Exercise — Print every line of the listing below, starting with the line that holds "use leaderboard_watch::config::load_config_default;" and going on through the line that holds "#[shuttle_runtime::main]", both included, and print nothing else.

━━━━━━━━

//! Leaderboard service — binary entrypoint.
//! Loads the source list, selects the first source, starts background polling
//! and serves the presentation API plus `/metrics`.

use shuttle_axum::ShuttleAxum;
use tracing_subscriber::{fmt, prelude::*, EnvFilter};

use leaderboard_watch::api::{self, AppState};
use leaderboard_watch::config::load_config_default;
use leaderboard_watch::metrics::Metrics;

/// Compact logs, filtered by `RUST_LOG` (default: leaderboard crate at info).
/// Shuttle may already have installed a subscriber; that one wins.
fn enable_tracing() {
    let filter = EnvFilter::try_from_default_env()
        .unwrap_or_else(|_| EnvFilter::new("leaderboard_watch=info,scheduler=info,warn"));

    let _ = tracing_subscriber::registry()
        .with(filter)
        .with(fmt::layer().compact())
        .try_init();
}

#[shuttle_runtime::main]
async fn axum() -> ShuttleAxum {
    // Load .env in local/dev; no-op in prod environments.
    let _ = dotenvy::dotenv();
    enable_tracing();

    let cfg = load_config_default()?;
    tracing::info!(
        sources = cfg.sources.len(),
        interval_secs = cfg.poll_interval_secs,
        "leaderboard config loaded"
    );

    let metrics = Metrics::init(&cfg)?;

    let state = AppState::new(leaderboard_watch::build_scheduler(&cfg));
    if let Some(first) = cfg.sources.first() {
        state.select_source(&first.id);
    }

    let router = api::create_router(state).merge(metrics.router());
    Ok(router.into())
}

━━━━━━━━

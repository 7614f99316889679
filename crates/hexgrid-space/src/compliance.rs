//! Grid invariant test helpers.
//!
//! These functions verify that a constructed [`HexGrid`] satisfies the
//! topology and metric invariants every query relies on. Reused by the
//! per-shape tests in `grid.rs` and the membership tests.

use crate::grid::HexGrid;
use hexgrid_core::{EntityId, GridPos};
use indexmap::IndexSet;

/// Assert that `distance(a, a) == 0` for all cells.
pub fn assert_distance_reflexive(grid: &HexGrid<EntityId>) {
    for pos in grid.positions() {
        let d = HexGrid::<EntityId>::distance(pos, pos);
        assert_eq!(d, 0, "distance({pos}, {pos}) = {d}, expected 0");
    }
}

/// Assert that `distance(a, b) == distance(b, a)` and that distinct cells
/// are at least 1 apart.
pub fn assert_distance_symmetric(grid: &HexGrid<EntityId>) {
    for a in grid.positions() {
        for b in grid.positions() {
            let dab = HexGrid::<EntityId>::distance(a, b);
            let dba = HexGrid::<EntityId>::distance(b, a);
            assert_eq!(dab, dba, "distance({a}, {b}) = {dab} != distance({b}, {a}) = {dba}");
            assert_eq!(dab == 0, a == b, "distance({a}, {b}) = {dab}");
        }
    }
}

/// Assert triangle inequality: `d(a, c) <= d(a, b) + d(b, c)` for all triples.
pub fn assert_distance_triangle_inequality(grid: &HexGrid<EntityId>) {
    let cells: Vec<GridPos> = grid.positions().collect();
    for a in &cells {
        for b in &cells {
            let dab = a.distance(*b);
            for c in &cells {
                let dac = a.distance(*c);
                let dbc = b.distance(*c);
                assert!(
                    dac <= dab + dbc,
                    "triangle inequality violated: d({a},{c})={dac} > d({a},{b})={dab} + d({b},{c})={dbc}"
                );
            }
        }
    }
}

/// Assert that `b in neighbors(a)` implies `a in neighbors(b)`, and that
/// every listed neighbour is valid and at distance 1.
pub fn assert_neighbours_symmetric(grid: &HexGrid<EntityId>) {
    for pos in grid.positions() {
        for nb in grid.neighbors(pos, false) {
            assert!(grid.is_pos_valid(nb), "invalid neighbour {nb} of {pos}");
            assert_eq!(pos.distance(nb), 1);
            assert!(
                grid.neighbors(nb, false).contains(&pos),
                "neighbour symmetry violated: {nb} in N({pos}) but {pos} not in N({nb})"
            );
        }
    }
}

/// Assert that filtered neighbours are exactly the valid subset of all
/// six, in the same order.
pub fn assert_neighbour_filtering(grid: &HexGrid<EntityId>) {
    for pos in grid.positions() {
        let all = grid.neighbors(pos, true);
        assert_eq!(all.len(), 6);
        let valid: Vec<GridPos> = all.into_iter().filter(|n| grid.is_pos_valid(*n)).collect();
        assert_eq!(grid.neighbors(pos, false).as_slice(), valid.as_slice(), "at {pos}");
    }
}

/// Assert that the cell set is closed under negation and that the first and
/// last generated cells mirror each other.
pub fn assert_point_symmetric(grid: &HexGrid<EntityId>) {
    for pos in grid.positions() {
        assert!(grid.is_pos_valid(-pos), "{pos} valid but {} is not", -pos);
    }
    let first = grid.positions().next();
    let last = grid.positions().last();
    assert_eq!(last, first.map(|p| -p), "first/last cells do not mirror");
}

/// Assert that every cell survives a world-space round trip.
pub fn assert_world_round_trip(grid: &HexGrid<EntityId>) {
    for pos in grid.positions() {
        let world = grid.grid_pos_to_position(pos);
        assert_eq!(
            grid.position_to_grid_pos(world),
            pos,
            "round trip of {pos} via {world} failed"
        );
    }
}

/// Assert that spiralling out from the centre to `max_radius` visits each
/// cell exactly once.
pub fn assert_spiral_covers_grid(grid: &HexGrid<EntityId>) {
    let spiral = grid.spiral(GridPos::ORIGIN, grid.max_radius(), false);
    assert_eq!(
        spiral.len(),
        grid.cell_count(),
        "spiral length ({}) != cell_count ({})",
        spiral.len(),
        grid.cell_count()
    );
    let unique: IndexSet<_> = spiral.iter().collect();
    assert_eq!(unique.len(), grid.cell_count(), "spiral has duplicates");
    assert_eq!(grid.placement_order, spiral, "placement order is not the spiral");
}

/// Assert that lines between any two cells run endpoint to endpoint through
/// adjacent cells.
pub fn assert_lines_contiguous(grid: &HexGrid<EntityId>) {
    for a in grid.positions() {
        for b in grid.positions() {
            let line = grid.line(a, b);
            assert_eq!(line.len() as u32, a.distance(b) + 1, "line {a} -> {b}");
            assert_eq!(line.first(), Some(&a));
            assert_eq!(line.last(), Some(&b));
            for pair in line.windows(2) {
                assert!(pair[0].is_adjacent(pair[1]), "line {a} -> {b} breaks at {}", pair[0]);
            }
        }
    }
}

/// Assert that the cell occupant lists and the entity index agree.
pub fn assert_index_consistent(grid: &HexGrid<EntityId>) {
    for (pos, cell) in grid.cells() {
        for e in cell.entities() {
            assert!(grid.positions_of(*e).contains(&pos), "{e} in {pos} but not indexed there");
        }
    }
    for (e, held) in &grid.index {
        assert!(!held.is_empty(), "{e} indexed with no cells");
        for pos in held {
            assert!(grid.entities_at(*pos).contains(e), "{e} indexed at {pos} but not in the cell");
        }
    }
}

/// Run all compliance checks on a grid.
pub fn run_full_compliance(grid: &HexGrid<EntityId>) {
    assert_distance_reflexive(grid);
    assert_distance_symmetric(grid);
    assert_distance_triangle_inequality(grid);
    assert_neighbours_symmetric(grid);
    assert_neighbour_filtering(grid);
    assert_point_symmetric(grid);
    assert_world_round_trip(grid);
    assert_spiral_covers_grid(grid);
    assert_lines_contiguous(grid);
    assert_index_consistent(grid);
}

━━━━━━━━

Completed exercise —
use leaderboard_watch::config::load_config_default;
use leaderboard_watch::metrics::Metrics;

/// Compact logs, filtered by `RUST_LOG` (default: leaderboard crate at info).
/// Shuttle may already have installed a subscriber; that one wins.
fn enable_tracing() {
    let filter = EnvFilter::try_from_default_env()
        .unwrap_or_else(|_| EnvFilter::new("leaderboard_watch=info,scheduler=info,warn"));

    let _ = tracing_subscriber::registry()
        .with(filter)
        .with(fmt::layer().compact())
        .try_init();
}

#[shuttle_runtime::main]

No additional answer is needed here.